◆ Exercise instructions ◆
Copy all of the records word for word.

Stored items from a collection:
◇ ◇ ◇ ◇

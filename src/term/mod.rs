extern crate ansi_term;
extern crate ctrlc;
extern crate linefeed;
use crate::lang::{Edge, Error, Line};
use crate::mach::{Config, Runtime};
use crate::error;
use ansi_term::Style;
use linefeed::{Interface, ReadResult, Signal};
use std::io::ErrorKind;
use std::path::Path;
use tracing::warn;

/// Runs `file` once, or an interactive session when there is none.
/// Returns the process exit code.
pub fn main(config: Config, file: Option<&Path>) -> i32 {
    let mut runtime = Runtime::with_config(config);
    let interrupt = runtime.interrupt_handle();
    if let Err(error) = ctrlc::set_handler(move || {
        interrupt.store(true, std::sync::atomic::Ordering::SeqCst);
    }) {
        warn!(%error, "Ctrl-C handler not installed");
    }
    match file {
        Some(filename) => match load(filename).and_then(|source| runtime.compile(&source)) {
            Ok(output) => {
                println!("{}", output.trim_end_matches('\n'));
                0
            }
            Err(error) => {
                eprintln!("{}", Style::new().bold().paint(format!("Error: {}", error)));
                1
            }
        },
        None => match main_loop(&mut runtime) {
            Ok(()) => 0,
            Err(error) => {
                eprintln!("{}", error);
                1
            }
        },
    }
}

fn main_loop(runtime: &mut Runtime) -> std::io::Result<()> {
    let interface = Interface::new("KJPL")?;
    interface.set_report_signal(Signal::Interrupt, true);
    let mut entry = Entry::default();
    interface.set_prompt(entry.prompt())?;

    loop {
        let string = match interface.read_line()? {
            ReadResult::Input(string) => string,
            ReadResult::Signal(Signal::Interrupt) => {
                entry.clear();
                interface.set_prompt(entry.prompt())?;
                continue;
            }
            ReadResult::Signal(_) | ReadResult::Eof => break,
        };
        if !string.trim().is_empty() {
            interface.add_history_unique(string.clone());
        }
        if entry.is_empty() && string.trim() == "RESET" {
            runtime.reset();
            continue;
        }
        let program = entry.push(&string);
        interface.set_prompt(entry.prompt())?;
        let program = match program {
            Some(program) => program,
            None => continue,
        };
        match runtime.compile(&program) {
            Ok(output) => {
                interface.write_fmt(format_args!("{}\n", output.trim_end_matches('\n')))?;
            }
            Err(error) => {
                interface.write_fmt(format_args!(
                    "{}\n",
                    Style::new().bold().paint(error.to_string())
                ))?;
            }
        }
    }
    Ok(())
}

/// Lines typed so far, held back until every block they open is closed.
#[derive(Debug, Default)]
struct Entry {
    text: String,
    depth: usize,
}

impl Entry {
    fn is_empty(&self) -> bool {
        self.text.is_empty()
    }

    fn clear(&mut self) {
        self.text.clear();
        self.depth = 0;
    }

    fn prompt(&self) -> &'static str {
        if self.text.is_empty() {
            "> "
        } else {
            ". "
        }
    }

    /// Adds a line. Returns the whole program once it is complete.
    fn push(&mut self, input: &str) -> Option<String> {
        let line = Line::new(0, input);
        if line.is_empty() && self.text.is_empty() {
            return None;
        }
        match line.edge() {
            Some(Edge::Open(_)) => self.depth += 1,
            Some(Edge::Close(_)) => self.depth = self.depth.saturating_sub(1),
            None => {}
        }
        self.text.push_str(input);
        self.text.push('\n');
        if self.depth > 0 {
            return None;
        }
        let program = std::mem::take(&mut self.text);
        Some(program)
    }
}

fn load(filename: &Path) -> Result<String, Error> {
    match std::fs::read_to_string(filename) {
        Ok(source) => Ok(source),
        Err(error) => {
            let msg = format!("{}: {}", filename.display(), error);
            match error.kind() {
                ErrorKind::NotFound => Err(error!(FileNotFound; msg.as_str())),
                _ => Err(error!(InternalError; msg.as_str())),
            }
        }
    }
}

◇ ◇ ◇ ◇

◆ Solution to this exercise ◆
filename src/term/mod.rs
extern crate ansi_term;
extern crate ctrlc;
extern crate linefeed;
use crate::lang::{Edge, Error, Line};
use crate::mach::{Config, Runtime};
use crate::error;
use ansi_term::Style;
use linefeed::{Interface, ReadResult, Signal};
use std::io::ErrorKind;
use std::path::Path;
use tracing::warn;

/// Runs `file` once, or an interactive session when there is none.
/// Returns the process exit code.
pub fn main(config: Config, file: Option<&Path>) -> i32 {
    let mut runtime = Runtime::with_config(config);
    let interrupt = runtime.interrupt_handle();
    if let Err(error) = ctrlc::set_handler(move || {
        interrupt.store(true, std::sync::atomic::Ordering::SeqCst);
    }) {
        warn!(%error, "Ctrl-C handler not installed");
    }
    match file {
        Some(filename) => match load(filename).and_then(|source| runtime.compile(&source)) {
            Ok(output) => {
                println!("{}", output.trim_end_matches('\n'));
                0
            }
            Err(error) => {
                eprintln!("{}", Style::new().bold().paint(format!("Error: {}", error)));
                1
            }
        },
        None => match main_loop(&mut runtime) {
            Ok(()) => 0,
            Err(error) => {
                eprintln!("{}", error);
                1
            }
        },
    }
}

fn main_loop(runtime: &mut Runtime) -> std::io::Result<()> {
    let interface = Interface::new("KJPL")?;
    interface.set_report_signal(Signal::Interrupt, true);
    let mut entry = Entry::default();
    interface.set_prompt(entry.prompt())?;

    loop {
        let string = match interface.read_line()? {
            ReadResult::Input(string) => string,
            ReadResult::Signal(Signal::Interrupt) => {
                entry.clear();
                interface.set_prompt(entry.prompt())?;
                continue;
            }
            ReadResult::Signal(_) | ReadResult::Eof => break,
        };
        if !string.trim().is_empty() {
            interface.add_history_unique(string.clone());
        }
        if entry.is_empty() && string.trim() == "RESET" {
            runtime.reset();
            continue;
        }
        let program = entry.push(&string);
        interface.set_prompt(entry.prompt())?;
        let program = match program {
            Some(program) => program,
            None => continue,
        };
        match runtime.compile(&program) {
            Ok(output) => {
                interface.write_fmt(format_args!("{}\n", output.trim_end_matches('\n')))?;
            }
            Err(error) => {
                interface.write_fmt(format_args!(
                    "{}\n",
                    Style::new().bold().paint(error.to_string())
                ))?;
            }
        }
    }
    Ok(())
}

/// Lines typed so far, held back until every block they open is closed.
#[derive(Debug, Default)]
struct Entry {
    text: String,
    depth: usize,
}

impl Entry {
    fn is_empty(&self) -> bool {
        self.text.is_empty()
    }

    fn clear(&mut self) {
        self.text.clear();
        self.depth = 0;
    }

    fn prompt(&self) -> &'static str {
        if self.text.is_empty() {
            "> "
        } else {
            ". "
        }
    }

    /// Adds a line. Returns the whole program once it is complete.
    fn push(&mut self, input: &str) -> Option<String> {
        let line = Line::new(0, input);
        if line.is_empty() && self.text.is_empty() {
            return None;
        }
        match line.edge() {
            Some(Edge::Open(_)) => self.depth += 1,
            Some(Edge::Close(_)) => self.depth = self.depth.saturating_sub(1),
            None => {}
        }
        self.text.push_str(input);
        self.text.push('\n');
        if self.depth > 0 {
            return None;
        }
        let program = std::mem::take(&mut self.text);
        Some(program)
    }
}

fn load(filename: &Path) -> Result<String, Error> {
    match std::fs::read_to_string(filename) {
        Ok(source) => Ok(source),
        Err(error) => {
            let msg = format!("{}: {}", filename.display(), error);
            match error.kind() {
                ErrorKind::NotFound => Err(error!(FileNotFound; msg.as_str())),
                _ => Err(error!(InternalError; msg.as_str())),
            }
        }
    }
}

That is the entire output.